SHARING AND NAMING: RSS AND TAGS

However, let us step away a little from this detail to gain some perspective. The key qualities that we need to keep in mind around network literacy is that different services or web sites (for example a blog, flickr and CiteULike) are all able to communicate with each other. This is managed (and the development of this is perhaps the most underrated achievement of the recent Internet) through a virtual Esperanto which usually goes by the names of XML and RSS. Google these if you’d like to find out more, but essentially XML is a way to standardise the publication of information so that it can be shared, while RSS is a simple syndication system based on XML that allows for the exchange of this information between different services. Hence, Internet services and their content now chat amongst themselves, and this lets us, the users, easily place content in disparate locations and just as easily weave them together as new ‘publications’ in other locations.

Now, why would you store things in different places? One answer is because we use a range of services and each of these is, usually, an independent Web site. Each service generally specialises in one thing (for example flickr manages photographs) and to ‘write’ with these you generally register an account on each service (one aspect of being network literate is learning to have a username for yourself that is only yours so that you only need to remember one for all the different services you may end up registering for!) and this lets you contribute your material. For example, I have an account on CiteULike so that I can add entries to my online academic library. I, and any one else, can view these entries and if they find a reference I have added then they can also include this into their own library. Of course, as an active member of CiteULike I can also view others references and similarly include these as part of my own library. In the case of CiteULike I can then very easily build a collection of resources, all appropriately cited. I can then use such a site for research to find references I don’t know about, or to easily compile an ongoing bibliography that my peers and students can access and use.
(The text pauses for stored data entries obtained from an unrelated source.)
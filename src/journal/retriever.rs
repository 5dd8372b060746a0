//! Query path: embed, over-fetch, deduplicate by source, expand partial hits.
//!
//! Candidates are consumed in the store's ranked order. The first candidate
//! of each source wins; a partial window is swapped for its source's full
//! entry while keeping the window's distance. Accumulation stops at `k`. When
//! the over-fetched page runs out of new sources before `k` is reached and the
//! store holds more candidates, the page is widened and the walk resumes, so
//! the result has exactly `min(k, distinct sources)` entries.

use std::collections::{BTreeMap, HashSet};

use serde::Serialize;

use super::types::{Candidate, Chunk, ChunkType, MetaValue, RecordFilter};
use super::JournalContext;
use crate::error::JournalError;

/// Date shown when an entry has neither `date` nor `created`.
pub const UNKNOWN_DATE: &str = "unknown";

/// One search result.
#[derive(Debug, Clone, Serialize, PartialEq)]
pub struct SearchHit {
    pub source: String,
    pub date: String,
    pub text: String,
    pub distance: f64,
    pub chunk_type: ChunkType,
    pub context_note: String,
    #[serde(skip_serializing_if = "BTreeMap::is_empty")]
    pub metadata: BTreeMap<String, MetaValue>,
}

impl SearchHit {
    fn new(chunk: Chunk, distance: f64) -> Self {
        let context_note = match chunk.chunk_type {
            ChunkType::FullEntry => format!("Full entry from {}", chunk.source),
            ChunkType::PartialEntry => format!("Excerpt from {}", chunk.source),
        };
        Self {
            date: chunk
                .metadata
                .resolved_date()
                .unwrap_or(UNKNOWN_DATE)
                .to_string(),
            source: chunk.source,
            text: chunk.text,
            distance,
            chunk_type: chunk.chunk_type,
            context_note,
            metadata: chunk.metadata.extra,
        }
    }
}

/// Search the index. `k` must be at least 1 and `query` must contain
/// something other than whitespace; both are checked before any provider or
/// store call.
pub fn search(ctx: &JournalContext, query: &str, k: usize) -> Result<Vec<SearchHit>, JournalError> {
    let query = query.trim();
    if query.is_empty() {
        return Err(JournalError::invalid("query must not be empty"));
    }
    if k == 0 {
        return Err(JournalError::invalid("n_results must be at least 1"));
    }

    let embedding = ctx.embedding.embed(query).map_err(JournalError::Embedding)?;

    let mut limit = k.saturating_mul(ctx.config.retrieval.overfetch_factor.max(1));
    let mut seen = HashSet::new();
    // `k` is unbounded here, so no preallocation.
    let mut hits = Vec::new();
    let mut available = None;

    loop {
        let candidates = ctx
            .store
            .query(&embedding, limit)
            .map_err(JournalError::Store)?;
        let exhausted = candidates.len() < limit;

        for candidate in candidates {
            if hits.len() == k {
                break;
            }
            // Candidates from an earlier, narrower page land here again and
            // fall through on this check.
            if !seen.insert(candidate.chunk.source.clone()) {
                continue;
            }
            hits.push(expand(ctx, candidate));
        }

        if hits.len() == k || exhausted {
            break;
        }
        let total = match available {
            Some(total) => total,
            None => *available.insert(ctx.store.count().map_err(JournalError::Store)?),
        };
        if limit >= total {
            break;
        }
        tracing::debug!(limit, total, found = hits.len(), "widening candidate page");
        limit = limit.saturating_mul(2).min(total);
    }

    tracing::info!(k, results = hits.len(), "search complete");
    Ok(hits)
}

/// Swap a partial window for its source's full entry, keeping the window's distance.
fn expand(ctx: &JournalContext, candidate: Candidate) -> SearchHit {
    let Candidate { chunk, distance } = candidate;
    if chunk.chunk_type == ChunkType::PartialEntry {
        match ctx.store.get(&RecordFilter::full_entry(&chunk.source)) {
            Ok(found) => {
                if let Some(full) = found.into_iter().next() {
                    return SearchHit::new(full, distance);
                }
                tracing::debug!(source = %chunk.source, "no full entry stored, keeping excerpt");
            }
            Err(e) => {
                tracing::warn!(source = %chunk.source, error = %format!("{e:#}"), "full entry lookup failed, keeping excerpt");
            }
        }
    }
    SearchHit::new(chunk, distance)
}

#[cfg(test)]
mod tests {
    use super::*;
    use crate::journal::types::EntryMetadata;

    fn chunk(chunk_type: ChunkType, metadata: EntryMetadata) -> Chunk {
        Chunk {
            id: "2024-01-05.md_0".into(),
            source: "2024-01-05.md".into(),
            chunk_index: Some(0),
            chunk_type,
            text: "Snow all morning.".into(),
            metadata,
        }
    }

    #[test]
    fn hit_uses_created_when_date_missing() {
        let metadata = EntryMetadata {
            created: Some("2024-01-05".into()),
            ..Default::default()
        };
        let hit = SearchHit::new(chunk(ChunkType::FullEntry, metadata), 0.25);
        assert_eq!(hit.date, "2024-01-05");
        assert_eq!(hit.context_note, "Full entry from 2024-01-05.md");
        assert_eq!(hit.distance, 0.25);
    }

    #[test]
    fn hit_without_dates_is_unknown() {
        let hit = SearchHit::new(chunk(ChunkType::PartialEntry, EntryMetadata::default()), 1.0);
        assert_eq!(hit.date, UNKNOWN_DATE);
        assert_eq!(hit.context_note, "Excerpt from 2024-01-05.md");
    }

    #[test]
    fn hit_json_shape() {
        let mut metadata = EntryMetadata {
            date: Some("2024-01-05".into()),
            ..Default::default()
        };
        metadata.extra.insert("mood".into(), MetaValue::Integer(4));
        let json = serde_json::to_value(SearchHit::new(chunk(ChunkType::FullEntry, metadata), 0.5)).unwrap();
        assert_eq!(json["chunk_type"], "full_entry");
        assert_eq!(json["metadata"]["mood"], 4);
        assert_eq!(json["date"], "2024-01-05");
    }
}
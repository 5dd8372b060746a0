//! MCP server startup for stdio and streamable HTTP transports.
//!
//! [`serve_journal`] runs the semantic search server and [`serve_frontmatter`]
//! the frontmatter query server. Both pick their transport from
//! `server.transport`.

use std::sync::Arc;

use anyhow::Result;
use rmcp::transport::streamable_http_server::session::local::LocalSessionManager;
use rmcp::transport::streamable_http_server::StreamableHttpService;
use rmcp::{ServerHandler, ServiceExt};

use crate::config::JournalConfig;
use crate::journal::JournalContext;
use crate::tools::{FrontmatterTools, JournalTools};

/// Start the semantic search server. Fails up front if the index or the
/// embedding model cannot be initialized.
pub async fn serve_journal(config: JournalConfig) -> Result<()> {
    let transport = config.server.transport.clone();
    let bind_addr = bind_addr(&config);

    let ctx = tokio::task::spawn_blocking(move || JournalContext::open(config)).await??;
    let ctx = Arc::new(ctx);

    run(&transport, &bind_addr, "journal", move || {
        JournalTools::new(Arc::clone(&ctx))
    })
    .await
}

/// Start the frontmatter query server.
pub async fn serve_frontmatter(config: JournalConfig) -> Result<()> {
    let transport = config.server.transport.clone();
    let bind_addr = bind_addr(&config);
    let config = Arc::new(config);

    run(&transport, &bind_addr, "frontmatter", move || {
        FrontmatterTools::new(Arc::clone(&config))
    })
    .await
}

fn bind_addr(config: &JournalConfig) -> String {
    format!("{}:{}", config.server.host, config.server.port)
}

async fn run<S, F>(transport: &str, bind_addr: &str, name: &str, make: F) -> Result<()>
where
    S: ServerHandler,
    F: Fn() -> S + Send + Sync + 'static,
{
    match transport {
        "stdio" => serve_stdio(name, make()).await,
        "http" => serve_http(name, bind_addr, make).await,
        other => anyhow::bail!("unknown transport: {other}. Supported: stdio, http"),
    }
}

async fn serve_stdio<S: ServerHandler>(name: &str, tools: S) -> Result<()> {
    tracing::info!(server = name, "starting MCP server on stdio");

    let server = tools.serve(rmcp::transport::stdio()).await?;
    tracing::info!(server = name, "MCP server running, waiting for client");

    server.waiting().await?;
    tracing::info!(server = name, "MCP server shut down");
    Ok(())
}

async fn serve_http<S, F>(name: &str, bind_addr: &str, make: F) -> Result<()>
where
    S: ServerHandler,
    F: Fn() -> S + Send + Sync + 'static,
{
    let service = StreamableHttpService::new(
        move || Ok(make()),
        LocalSessionManager::default().into(),
        Default::default(),
    );
    let router = axum::Router::new().nest_service("/mcp", service);

    let listener = tokio::net::TcpListener::bind(bind_addr).await?;
    tracing::info!(server = name, addr = %bind_addr, "MCP server listening at http://{bind_addr}/mcp");

    axum::serve(listener, router)
        .with_graceful_shutdown(async {
            if let Err(e) = tokio::signal::ctrl_c().await {
                tracing::error!(error = %e, "failed to listen for ctrl-c");
            }
            tracing::info!("shutting down HTTP server");
        })
        .await?;

    Ok(())
}
//! Local ONNX Runtime embedding provider (all-MiniLM-L6-v2 via `ort`).
//!
//! Journal chunks are tokenized in runs of [`INFERENCE_BATCH`], passed through
//! the model, mean-pooled over the attention mask and L2-normalized.

use std::sync::Mutex;

use anyhow::{Context, Result};
use ort::session::Session;
use ort::value::Tensor;
use tokenizers::{Encoding, Tokenizer};

use super::{EmbeddingProvider, EMBEDDING_DIM};
use crate::config::EmbeddingConfig;

/// Maximum sequence length for all-MiniLM-L6-v2 (trained at 256).
const MAX_SEQ_LEN: usize = 256;

/// Texts per inference call; a full-journal batch is split into runs of this size.
const INFERENCE_BATCH: usize = 32;

pub struct LocalEmbeddingProvider {
    session: Mutex<Session>,
    tokenizer: Tokenizer,
}

// Safety: Tokenizer is Send+Sync and the Session is only reached through the Mutex.
unsafe impl Send for LocalEmbeddingProvider {}
unsafe impl Sync for LocalEmbeddingProvider {}

impl LocalEmbeddingProvider {
    pub fn new(config: &EmbeddingConfig) -> Result<Self> {
        let cache_dir = crate::config::expand_tilde(&config.cache_dir);
        let model_path = cache_dir.join("model.onnx");
        let tokenizer_path = cache_dir.join("tokenizer.json");

        anyhow::ensure!(
            model_path.exists(),
            "ONNX model not found at {}. Run `journal-mcp model download` first.",
            model_path.display()
        );
        anyhow::ensure!(
            tokenizer_path.exists(),
            "Tokenizer not found at {}. Run `journal-mcp model download` first.",
            tokenizer_path.display()
        );

        let session = Session::builder()?
            .with_optimization_level(ort::session::builder::GraphOptimizationLevel::Level3)?
            .with_intra_threads(4)?
            .commit_from_file(&model_path)
            .context("failed to load ONNX model")?;
        tracing::info!(model = %model_path.display(), name = %config.model, "ONNX model loaded");

        let mut tokenizer = Tokenizer::from_file(&tokenizer_path)
            .map_err(|e| anyhow::anyhow!("failed to load tokenizer: {e}"))?;
        tokenizer
            .with_truncation(Some(tokenizers::TruncationParams {
                max_length: MAX_SEQ_LEN,
                ..Default::default()
            }))
            .map_err(|e| anyhow::anyhow!("failed to set truncation: {e}"))?;
        tokenizer.with_padding(Some(tokenizers::PaddingParams {
            strategy: tokenizers::PaddingStrategy::BatchLongest,
            ..Default::default()
        }));
        tracing::info!(tokenizer = %tokenizer_path.display(), "tokenizer loaded");

        Ok(Self {
            session: Mutex::new(session),
            tokenizer,
        })
    }

    fn run_inference(&self, texts: &[&str]) -> Result<Vec<Vec<f32>>> {
        if texts.is_empty() {
            return Ok(vec![]);
        }

        let encodings = self
            .tokenizer
            .encode_batch(texts.to_vec(), true)
            .map_err(|e| anyhow::anyhow!("tokenization failed: {e}"))?;

        let rows = encodings.len();
        let padded_len = encodings[0].get_ids().len();
        let shape = vec![rows as i64, padded_len as i64];

        let input_ids = flatten(&encodings, Encoding::get_ids);
        let attention_mask = flatten(&encodings, Encoding::get_attention_mask);
        // Single-segment input: token_type_ids are all zero.
        let token_type_ids = vec![0i64; rows * padded_len];

        let input_ids = Tensor::from_array((shape.clone(), input_ids.into_boxed_slice()))?;
        let mask_tensor =
            Tensor::from_array((shape.clone(), attention_mask.clone().into_boxed_slice()))?;
        let token_type_ids = Tensor::from_array((shape, token_type_ids.into_boxed_slice()))?;

        let mut session = self
            .session
            .lock()
            .map_err(|e| anyhow::anyhow!("session lock poisoned: {e}"))?;

        let outputs = session.run(ort::inputs! {
            "input_ids" => input_ids,
            "attention_mask" => mask_tensor,
            "token_type_ids" => token_type_ids,
        })?;

        // Output naming differs between ONNX exports.
        let hidden = outputs
            .get("token_embeddings")
            .or_else(|| outputs.get("last_hidden_state"))
            .unwrap_or_else(|| &outputs[0]);

        let (dims, data) = hidden
            .try_extract_tensor::<f32>()
            .context("failed to extract token embeddings tensor")?;
        let dims: &[i64] = &dims;
        anyhow::ensure!(
            dims.len() == 3 && dims[2] == EMBEDDING_DIM as i64,
            "unexpected token embeddings shape: {dims:?}, expected [batch, seq, {EMBEDDING_DIM}]"
        );

        let seq_len = dims[1] as usize;
        Ok((0..rows)
            .map(|row| {
                let tokens = &data[row * seq_len * EMBEDDING_DIM..(row + 1) * seq_len * EMBEDDING_DIM];
                let mask = &attention_mask[row * padded_len..row * padded_len + seq_len];
                l2_normalize(&mean_pool(tokens, mask, EMBEDDING_DIM))
            })
            .collect())
    }
}

impl EmbeddingProvider for LocalEmbeddingProvider {
    fn embed(&self, text: &str) -> Result<Vec<f32>> {
        self.embed_batch(&[text])?
            .into_iter()
            .next()
            .context("embedding batch returned no vector")
    }

    fn embed_batch(&self, texts: &[&str]) -> Result<Vec<Vec<f32>>> {
        let mut vectors = Vec::with_capacity(texts.len());
        for run in texts.chunks(INFERENCE_BATCH) {
            vectors.extend(self.run_inference(run)?);
        }
        tracing::debug!(texts = texts.len(), "embedded batch");
        Ok(vectors)
    }
}

fn flatten(encodings: &[Encoding], field: fn(&Encoding) -> &[u32]) -> Vec<i64> {
    encodings
        .iter()
        .flat_map(|e| field(e).iter().map(|&v| v as i64))
        .collect()
}

/// Average the token vectors whose attention mask is set.
///
/// `tokens` is a row-major `[seq_len, dim]` slice and `mask` has `seq_len` entries.
fn mean_pool(tokens: &[f32], mask: &[i64], dim: usize) -> Vec<f32> {
    let mut pooled = vec![0.0f32; dim];
    let mut weight = 0.0f32;
    for (token, &m) in tokens.chunks_exact(dim).zip(mask) {
        if m == 0 {
            continue;
        }
        let m = m as f32;
        for (acc, value) in pooled.iter_mut().zip(token) {
            *acc += value * m;
        }
        weight += m;
    }
    if weight > 0.0 {
        pooled.iter_mut().for_each(|v| *v /= weight);
    }
    pooled
}

/// L2-normalize a vector. Returns a zero vector if the input norm is zero.
fn l2_normalize(v: &[f32]) -> Vec<f32> {
    let norm: f32 = v.iter().map(|x| x * x).sum::<f32>().sqrt();
    if norm > 0.0 {
        v.iter().map(|x| x / norm).collect()
    } else {
        v.to_vec()
    }
}
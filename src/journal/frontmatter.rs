//! Split a markdown entry into YAML frontmatter and body.

use std::path::Path;

use yaml_rust2::{Yaml, YamlLoader};

use super::types::{EntryMetadata, MetaValue};
use crate::error::FrontmatterError;

/// Keys owned by the indexer. Frontmatter values under these names are dropped.
const RESERVED_KEYS: &[&str] = &["source", "chunk_index", "chunk_type"];

#[derive(Debug, Clone, Default)]
pub struct ParsedEntry {
    pub metadata: EntryMetadata,
    pub body: String,
}

/// Read and parse one journal file.
pub fn parse_file(path: &Path) -> Result<ParsedEntry, FrontmatterError> {
    let text = std::fs::read_to_string(path).map_err(|source| FrontmatterError::Io {
        path: path.display().to_string(),
        source,
    })?;
    parse_entry(&text)
}

/// Parse entry text.
///
/// Text that does not open with a `---` line has no frontmatter. Otherwise the
/// block runs to the next `---` or `...` line and must be a YAML mapping. The
/// returned body is trimmed.
pub fn parse_entry(text: &str) -> Result<ParsedEntry, FrontmatterError> {
    let text = text.strip_prefix('\u{feff}').unwrap_or(text);
    let mut lines = text.split_inclusive('\n');

    let opening = match lines.next() {
        Some(line) if line.trim_end() == "---" => line,
        _ => {
            return Ok(ParsedEntry {
                metadata: EntryMetadata::default(),
                body: text.trim().to_string(),
            })
        }
    };

    let mut offset = opening.len();
    for line in lines {
        let marker = line.trim_end();
        if marker == "---" || marker == "..." {
            let metadata = parse_metadata(&text[opening.len()..offset])?;
            let body = text[offset + line.len()..].trim().to_string();
            return Ok(ParsedEntry { metadata, body });
        }
        offset += line.len();
    }

    Err(FrontmatterError::Unterminated)
}

fn parse_metadata(yaml: &str) -> Result<EntryMetadata, FrontmatterError> {
    let docs =
        YamlLoader::load_from_str(yaml).map_err(|e| FrontmatterError::Yaml(e.to_string()))?;

    let hash = match docs.into_iter().next() {
        None | Some(Yaml::Null) => return Ok(EntryMetadata::default()),
        Some(Yaml::Hash(hash)) => hash,
        Some(_) => return Err(FrontmatterError::NotAMapping),
    };

    let mut metadata = EntryMetadata::default();
    for (key, value) in hash {
        let Some(key) = scalar_key(&key) else {
            continue;
        };
        let Some(value) = to_meta_value(value) else {
            continue;
        };
        match key.as_str() {
            "date" => metadata.date = Some(value.to_string()),
            "created" => metadata.created = Some(value.to_string()),
            k if RESERVED_KEYS.contains(&k) => {
                tracing::debug!(key = k, "dropping reserved frontmatter key");
            }
            _ => {
                metadata.extra.insert(key, value);
            }
        }
    }
    Ok(metadata)
}

fn scalar_key(key: &Yaml) -> Option<String> {
    match key {
        Yaml::String(s) | Yaml::Real(s) => Some(s.clone()),
        Yaml::Integer(i) => Some(i.to_string()),
        Yaml::Boolean(b) => Some(b.to_string()),
        _ => None,
    }
}

/// Nulls vanish; sequences and mappings are rendered as JSON text.
fn to_meta_value(value: Yaml) -> Option<MetaValue> {
    match value {
        Yaml::String(s) => Some(MetaValue::Text(s)),
        Yaml::Integer(i) => Some(MetaValue::Integer(i)),
        Yaml::Boolean(b) => Some(MetaValue::Bool(b)),
        Yaml::Real(ref raw) => match value.as_f64() {
            Some(f) if f.is_finite() => Some(MetaValue::Float(f)),
            _ => Some(MetaValue::Text(raw.clone())),
        },
        Yaml::Array(_) | Yaml::Hash(_) => Some(MetaValue::Text(yaml_to_json(&value).to_string())),
        Yaml::Null | Yaml::Alias(_) | Yaml::BadValue => None,
    }
}

fn yaml_to_json(value: &Yaml) -> serde_json::Value {
    match value {
        Yaml::String(s) => serde_json::Value::String(s.clone()),
        Yaml::Integer(i) => serde_json::Value::from(*i),
        Yaml::Real(raw) => value
            .as_f64()
            .and_then(serde_json::Number::from_f64)
            .map(serde_json::Value::Number)
            .unwrap_or_else(|| serde_json::Value::String(raw.clone())),
        Yaml::Boolean(b) => serde_json::Value::Bool(*b),
        Yaml::Array(items) => serde_json::Value::Array(items.iter().map(yaml_to_json).collect()),
        Yaml::Hash(hash) => serde_json::Value::Object(
            hash.iter()
                .filter_map(|(k, v)| scalar_key(k).map(|k| (k, yaml_to_json(v))))
                .collect(),
        ),
        Yaml::Null | Yaml::Alias(_) | Yaml::BadValue => serde_json::Value::Null,
    }
}
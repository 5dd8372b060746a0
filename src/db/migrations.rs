//! Forward-only schema migration framework.
//!
//! Tracks the schema version in `schema_meta` and runs sequential migrations
//! to bring the database up to [`CURRENT_SCHEMA_VERSION`].

use rusqlite::{Connection, OptionalExtension};

/// The schema version that the current binary expects.
pub const CURRENT_SCHEMA_VERSION: u32 = 2;

/// Get the current schema version from the database.
pub fn get_schema_version(conn: &Connection) -> rusqlite::Result<u32> {
    conn.query_row(
        "SELECT value FROM schema_meta WHERE key = 'schema_version'",
        [],
        |row| {
            let val: String = row.get(0)?;
            Ok(val.parse::<u32>().unwrap_or(0))
        },
    )
}

fn update_schema_version(conn: &Connection, version: u32) -> rusqlite::Result<()> {
    conn.execute(
        "UPDATE schema_meta SET value = ?1 WHERE key = 'schema_version'",
        [version.to_string()],
    )?;
    Ok(())
}

fn get_meta(conn: &Connection, key: &str) -> rusqlite::Result<Option<String>> {
    conn.query_row(
        "SELECT value FROM schema_meta WHERE key = ?1",
        [key],
        |row| row.get::<_, String>(0),
    )
    .optional()
}

fn set_meta(conn: &Connection, key: &str, value: &str) -> rusqlite::Result<()> {
    conn.execute(
        "INSERT OR REPLACE INTO schema_meta (key, value) VALUES (?1, ?2)",
        [key, value],
    )?;
    Ok(())
}

/// Get the identifier of the model the stored vectors were produced with, if any.
pub fn get_embedding_model(conn: &Connection) -> rusqlite::Result<Option<String>> {
    get_meta(conn, "embedding_model")
}

pub fn set_embedding_model(conn: &Connection, model: &str) -> rusqlite::Result<()> {
    set_meta(conn, "embedding_model", model)
}

/// Get the collection name this index file was created for, if recorded.
pub fn get_collection(conn: &Connection) -> rusqlite::Result<Option<String>> {
    get_meta(conn, "collection")
}

pub fn set_collection(conn: &Connection, collection: &str) -> rusqlite::Result<()> {
    set_meta(conn, "collection", collection)
}

/// Run any pending forward-only migrations.
pub fn run_migrations(conn: &Connection) -> rusqlite::Result<()> {
    let mut version = get_schema_version(conn)?;
    tracing::debug!(schema_version = version, target = CURRENT_SCHEMA_VERSION, "checking migrations");

    while version < CURRENT_SCHEMA_VERSION {
        let next = version + 1;
        tracing::info!(from = version, to = next, "running migration");

        match next {
            2 => migrate_v1_to_v2(conn)?,
            _ => {
                tracing::error!(version = next, "unknown migration target");
                break;
            }
        }

        update_schema_version(conn, next)?;
        version = next;
    }

    Ok(())
}

/// Migration v1 → v2: index by source and chunk type for full-entry lookups.
fn migrate_v1_to_v2(conn: &Connection) -> rusqlite::Result<()> {
    conn.execute_batch(
        "CREATE INDEX IF NOT EXISTS idx_chunks_source_type ON chunks(source, chunk_type);",
    )
}
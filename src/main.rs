mod cli;
mod config;
mod db;
mod embedding;
mod error;
mod fields;
mod journal;
mod server;
mod tools;

use std::path::PathBuf;

use anyhow::Result;
use clap::{Parser, Subcommand};
use config::JournalConfig;
use tracing_subscriber::EnvFilter;

#[derive(Parser)]
#[command(
    name = "journal-mcp",
    version,
    about = "MCP servers for semantic search and frontmatter queries over a markdown journal"
)]
struct Cli {
    /// Config file (default: ~/.journal-mcp/config.toml)
    #[arg(long, global = true)]
    config: Option<PathBuf>,

    #[command(subcommand)]
    command: Command,
}

#[derive(Subcommand)]
enum Command {
    /// Start the semantic search MCP server (query_journal, update_index)
    Serve,
    /// Start the frontmatter MCP server (query_frontmatter)
    ServeFrontmatter,
    /// Index new or modified journal entries
    Index {
        /// Reindex every entry regardless of modification time
        #[arg(long)]
        full: bool,
    },
    /// Semantic search from the terminal
    Search {
        query: String,
        /// Number of entries to return
        #[arg(short = 'n', long)]
        n_results: Option<usize>,
    },
    /// Query frontmatter fields across dated entries
    Fields {
        /// Fields to extract (repeatable or comma-separated)
        #[arg(long, value_delimiter = ',')]
        fields: Option<Vec<String>>,
        /// First day to include (YYYY-MM-DD)
        #[arg(long)]
        start_date: Option<String>,
        /// Last day to include (YYYY-MM-DD)
        #[arg(long)]
        end_date: Option<String>,
        /// Print per-field statistics
        #[arg(long)]
        stats: bool,
        /// json, csv or table
        #[arg(long)]
        format: Option<String>,
    },
    /// Show index statistics
    Stats,
    /// Manage the embedding model
    Model {
        #[command(subcommand)]
        action: ModelAction,
    },
}

#[derive(Subcommand)]
enum ModelAction {
    /// Download the embedding model to the configured cache directory
    Download,
}

#[tokio::main]
async fn main() -> Result<()> {
    let cli = Cli::parse();

    let config = match &cli.config {
        Some(path) => JournalConfig::load_from(path)?,
        None => JournalConfig::load()?,
    };

    // stdout carries JSON-RPC frames when serving, so logs go to stderr.
    let filter =
        EnvFilter::try_new(&config.server.log_level).unwrap_or_else(|_| EnvFilter::new("info"));
    tracing_subscriber::fmt()
        .with_env_filter(filter)
        .with_writer(std::io::stderr)
        .init();

    match cli.command {
        Command::Serve => server::serve_journal(config).await?,
        Command::ServeFrontmatter => server::serve_frontmatter(config).await?,
        Command::Index { full } => {
            tokio::task::spawn_blocking(move || cli::index::index(config, full)).await??
        }
        Command::Search { query, n_results } => {
            tokio::task::spawn_blocking(move || cli::search::search(config, &query, n_results))
                .await??
        }
        Command::Fields {
            fields,
            start_date,
            end_date,
            stats,
            format,
        } => cli::fields::fields(
            &config,
            fields,
            start_date.as_deref(),
            end_date.as_deref(),
            stats,
            format.as_deref(),
        )?,
        Command::Stats => cli::stats::stats(&config)?,
        Command::Model { action } => match action {
            ModelAction::Download => cli::model_download(&config.embedding).await?,
        },
    }

    Ok(())
}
Now each of the services I mentioned above work the same way, hence I have a flickr account (for photo sharing) and a del.icio.us account (for sharing web bookmarks), and each allows me to contribute my own content, while also viewing others and being able to add other’s content to my own collections. Such services are generically described as social software, and they earn this title because they are designed to facilitate the collecting and sharing of information between otherwise disparate individuals or groups.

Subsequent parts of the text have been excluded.